Why? I couldn't notice an effect of usage with "more trains on the rail -> higher frequency". In my tests it was just: Look how much people want to get from A to B (town screen -> line usage), use a train which fulfils the rate, people will use the train because it is faster (when it is faster, than cars...), build a good public transport in your two towns and the number of usage will highly increase (wrote about this in English in another post). Yesterday I had a line usage in the town A=63 % and B=70%; from A to B it was 85 and 90 %. So just max. ~20 people used the car for commuting. (If you are german speaker: Read my guide. Today I will write more about public transport.)
If you do a line that goes abab instead of ab, the frequency in the line manager will be double and the rate half of the ab-line - question was if that effects passenger usage or just the displayed stats in the line manager.
Line usage doesn't go down with higher frequencies? I could swear 5min works a lot better than 15...but maybe my TPF1-experience mixes into that...
https://steamcommunity.com/app/1066780/discussions/0/2262439317605510707/#c2262439317609442036
Here I wrote, that I used 35 horses in total (7 for each line) and it doesn't changed anything as compared to 1 horse per line. It was still at ~ 50 %.
When you use high frequency, let's say 1 min for one rail connection (rate of 100), but town A and B just swap 50 people each year, you have a oversupply -> line will make loses, because you use more than you need.
Edit: In one test I used the red Swiss train from the campaign to connect two towns. Had a usage of ~ 85 to 90 %. Would I use a second train, it wouldn't change anything, because ~10 cars drove from town B to A and why? Because I had at the corners of town A some industrie/shopping that wasn't covered with public transport. So my Opinion: A good public transport and fast vehicles for connection are the keys to "success".
Hm... #1 goes A-B, than again A-B, ... as normal. #3 is doing the same, but you justed added AB again... there shouldn't be any difference (otherweise it's not logical - for me). I think it's just a failure with the display stats.
Test it, with method #1 and #3 and see if you can recognize any big changes.
This is the LUA functionality for find path:
http://transportfever.com/wiki/script-doc/modules/game.interface.html#findPath.

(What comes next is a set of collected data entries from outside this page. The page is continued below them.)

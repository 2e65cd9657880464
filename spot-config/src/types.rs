//! Field coercion strategies.
//!
//! A [`TypeHandler`] converts between the value stored by an adapter and the
//! value carried on an entity field. Coercion is lenient: input a handler
//! cannot interpret becomes `Null` instead of failing the whole row.

use chrono::{DateTime, NaiveDate, NaiveDateTime, SecondsFormat, Utc};
use serde_json::{Number, Value};
use std::sync::Arc;

pub const STRING: &str = "string";
pub const INTEGER: &str = "integer";
pub const FLOAT: &str = "float";
pub const BOOLEAN: &str = "boolean";
pub const DATETIME: &str = "datetime";

/// Storage format written by [`DatetimeType::encode`].
pub const STORAGE_DATETIME_FORMAT: &str = "%Y-%m-%d %H:%M:%S";

/// A coercion strategy bound to one or more type names.
pub trait TypeHandler: Send + Sync {
    /// Identifier naming this strategy (e.g. "integer").
    fn id(&self) -> &'static str;

    /// Converts a raw storage value into a field value.
    fn decode(&self, raw: &Value) -> Value;

    /// Converts a field value into its storage representation.
    /// Defaults to the same coercion as [`TypeHandler::decode`].
    fn encode(&self, value: &Value) -> Value {
        self.decode(value)
    }
}

/// Built-in bindings installed into every fresh registry.
pub fn builtin_bindings() -> Vec<(&'static str, Arc<dyn TypeHandler>)> {
    let string: Arc<dyn TypeHandler> = Arc::new(StringType);
    let integer: Arc<dyn TypeHandler> = Arc::new(IntegerType);
    let float: Arc<dyn TypeHandler> = Arc::new(FloatType);
    let boolean: Arc<dyn TypeHandler> = Arc::new(BooleanType);
    let datetime: Arc<dyn TypeHandler> = Arc::new(DatetimeType);

    vec![
        ("string", Arc::clone(&string)),
        ("text", string),
        ("int", Arc::clone(&integer)),
        ("integer", Arc::clone(&integer)),
        ("float", Arc::clone(&float)),
        ("double", Arc::clone(&float)),
        ("decimal", float),
        ("bool", Arc::clone(&boolean)),
        ("boolean", boolean),
        ("datetime", Arc::clone(&datetime)),
        ("date", datetime),
        ("timestamp", Arc::clone(&integer)),
        ("year", Arc::clone(&integer)),
        ("month", Arc::clone(&integer)),
        ("day", integer),
    ]
}

#[derive(Debug, Clone, Copy, Default)]
pub struct StringType;

impl TypeHandler for StringType {
    fn id(&self) -> &'static str {
        STRING
    }

    fn decode(&self, raw: &Value) -> Value {
        match raw {
            Value::Null => Value::Null,
            Value::String(_) => raw.clone(),
            Value::Bool(true) => Value::String("1".into()),
            Value::Bool(false) => Value::String(String::new()),
            other => Value::String(other.to_string()),
        }
    }
}

#[derive(Debug, Clone, Copy, Default)]
pub struct IntegerType;

impl TypeHandler for IntegerType {
    fn id(&self) -> &'static str {
        INTEGER
    }

    fn decode(&self, raw: &Value) -> Value {
        let int = match raw {
            Value::Number(n) => n.as_i64().or_else(|| n.as_f64().and_then(truncate)),
            Value::String(s) => {
                let s = s.trim();
                s.parse::<i64>()
                    .ok()
                    .or_else(|| s.parse::<f64>().ok().and_then(truncate))
            }
            Value::Bool(b) => Some(i64::from(*b)),
            _ => None,
        };
        int.map_or(Value::Null, Value::from)
    }
}

fn truncate(f: f64) -> Option<i64> {
    (f.is_finite() && f >= i64::MIN as f64 && f <= i64::MAX as f64).then(|| f.trunc() as i64)
}

#[derive(Debug, Clone, Copy, Default)]
pub struct FloatType;

impl TypeHandler for FloatType {
    fn id(&self) -> &'static str {
        FLOAT
    }

    fn decode(&self, raw: &Value) -> Value {
        let float = match raw {
            Value::Number(n) => n.as_f64(),
            Value::String(s) => s.trim().parse::<f64>().ok(),
            Value::Bool(b) => Some(if *b { 1.0 } else { 0.0 }),
            _ => None,
        };
        float
            .and_then(Number::from_f64)
            .map_or(Value::Null, Value::Number)
    }
}

#[derive(Debug, Clone, Copy, Default)]
pub struct BooleanType;

impl TypeHandler for BooleanType {
    fn id(&self) -> &'static str {
        BOOLEAN
    }

    fn decode(&self, raw: &Value) -> Value {
        let truthy = match raw {
            Value::Null => false,
            Value::Bool(b) => *b,
            Value::Number(n) => n.as_f64().is_some_and(|f| f != 0.0),
            Value::String(s) => !(s.is_empty() || s == "0"),
            Value::Array(items) => !items.is_empty(),
            Value::Object(fields) => !fields.is_empty(),
        };
        Value::Bool(truthy)
    }
}

/// Datetimes travel as RFC 3339 UTC strings on entities and as
/// `YYYY-MM-DD HH:MM:SS` in storage.
#[derive(Debug, Clone, Copy, Default)]
pub struct DatetimeType;

impl DatetimeType {
    /// Parses RFC 3339, `YYYY-MM-DD HH:MM:SS`, `YYYY-MM-DD` or unix seconds.
    pub fn parse(raw: &Value) -> Option<DateTime<Utc>> {
        match raw {
            Value::Number(n) => DateTime::from_timestamp(n.as_i64()?, 0),
            Value::String(s) => {
                let s = s.trim();
                if let Ok(dt) = DateTime::parse_from_rfc3339(s) {
                    return Some(dt.with_timezone(&Utc));
                }
                if let Ok(naive) = NaiveDateTime::parse_from_str(s, STORAGE_DATETIME_FORMAT) {
                    return Some(naive.and_utc());
                }
                NaiveDate::parse_from_str(s, "%Y-%m-%d")
                    .ok()?
                    .and_hms_opt(0, 0, 0)
                    .map(|naive| naive.and_utc())
            }
            _ => None,
        }
    }
}

impl TypeHandler for DatetimeType {
    fn id(&self) -> &'static str {
        DATETIME
    }

    fn decode(&self, raw: &Value) -> Value {
        Self::parse(raw).map_or(Value::Null, |dt| {
            Value::String(dt.to_rfc3339_opts(SecondsFormat::Secs, true))
        })
    }

    fn encode(&self, value: &Value) -> Value {
        Self::parse(value).map_or(Value::Null, |dt| {
            Value::String(dt.format(STORAGE_DATETIME_FORMAT).to_string())
        })
    }
}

The algorithm tries to find the best path between points A and B. Sometimes there can be multiple equivalent paths (as we've observed before they updated the line paths less and let us assign terminals). It's not going to see #3 as the best path, because it's not as quick as #1, especially with only half the train service on the line for #3 versus 2 on #1, despite being the same number of trains on the line (one with a double turnback loop operation). The game hasn't been made smart enough to check for the next best vehicle.
I'm sry, I don't understand code...so thanks for explaining. How does it calculate a car in comparison to a train line / how do wating times or frequencies go into that opposed to travel duration?
That said I'm also not sure that a comparison between road and rail is helpful as unless your rail is very slow or there is a long bus journey to get to the station .
The real bonus both in passengers travelling a long way and the growth of towns is to get far away destinations possible within the max time each passenger is prepared to travel for.
But I can see something like this:
1) findLine path exists with plane preference.
2) findLine path exists with train preference.
3) findLine path exists with tram preference.
4) findLine path exists with bus preference.
5) findLine path exists with boat preference.
6) if none of the above exists, findLine with car preference, unless walking distance.
*preferences would likely be based on proximity to major stations or stops.